Top of DATA
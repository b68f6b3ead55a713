//! Isolated-world test and measurement harness for Werkbank.
//!
//! Gives every test its own disposable simulation world and guarantees
//! that no process-wide scheduling or debug state leaks between tests.
//! A [`WorldLifecycleManager`] owns exactly one world per test scope:
//! creation snapshots and neutralizes the ambient default-world
//! reference, the frame loop, and the strict access-checking flag;
//! teardown validates the world's internal consistency and restores all
//! three on every exit path, success or failure.
//!
//! ```
//! use wb_harness::{WorldLifecycleManager, WorldMode, batch, measure};
//! use wb_harness::mock::{IntComponent, TagAComponent};
//! use wb_runtime::{ComponentDescriptor, RuntimeGlobals};
//!
//! let mut manager = WorldLifecycleManager::new(RuntimeGlobals::new());
//! let world = manager.create_world(WorldMode::Empty, &[]).unwrap();
//! batch::create_entities(
//!     world,
//!     100,
//!     &[
//!         ComponentDescriptor::of::<IntComponent>(),
//!         ComponentDescriptor::of::<TagAComponent>(),
//!     ],
//! )
//! .unwrap();
//! let timings =
//!     measure::measure_world_update(world, &measure::MeasureConfig::default()).unwrap();
//! assert!(timings.sample_count() >= 4);
//! manager.destroy_world().unwrap();
//! ```

/// Bulk entity creation through an atomically-played command buffer.
pub mod batch;
/// Error types for the harness crate.
pub mod error;
/// Save/restore guards for the process-wide scheduling and debug knobs.
pub mod guard;
/// World lifecycle management: one isolated world per test scope.
pub mod lifecycle;
/// Timing of world update steps.
pub mod measure;
/// Mock components and systems for exercising the harness.
pub mod mock;
/// System registration and teardown in caller order.
pub mod registry;
/// Consistency validation of a world about to be disposed.
pub mod validate;

/// Re-exports of the error types.
pub use error::{HarnessError, HarnessResult, TeardownError};
/// Re-exports of [`guard::AccessCheckToggle`] and [`guard::ExecutionContextGuard`].
pub use guard::{AccessCheckToggle, ExecutionContextGuard};
/// Re-exports of the lifecycle types.
pub use lifecycle::{LifecycleState, WorldLifecycleManager, WorldMode};
/// Re-exports of the measurement types.
pub use measure::{MeasureConfig, SampleCount, StepTimings};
Bottom of DATA
WHAT TO WORK ON:
Give back, unchanged, the line that holds "atomically-played command buffer." along with all lines after it through the last line above.

WRITTEN RESPONSE:
/// Bulk entity creation through an atomically-played command buffer.
pub mod batch;
/// Error types for the harness crate.
pub mod error;
/// Save/restore guards for the process-wide scheduling and debug knobs.
pub mod guard;
/// World lifecycle management: one isolated world per test scope.
pub mod lifecycle;
/// Timing of world update steps.
pub mod measure;
/// Mock components and systems for exercising the harness.
pub mod mock;
/// System registration and teardown in caller order.
pub mod registry;
/// Consistency validation of a world about to be disposed.
pub mod validate;

/// Re-exports of the error types.
pub use error::{HarnessError, HarnessResult, TeardownError};
/// Re-exports of [`guard::AccessCheckToggle`] and [`guard::ExecutionContextGuard`].
pub use guard::{AccessCheckToggle, ExecutionContextGuard};
/// Re-exports of the lifecycle types.
pub use lifecycle::{LifecycleState, WorldLifecycleManager, WorldMode};
/// Re-exports of the measurement types.
pub use measure::{MeasureConfig, SampleCount, StepTimings};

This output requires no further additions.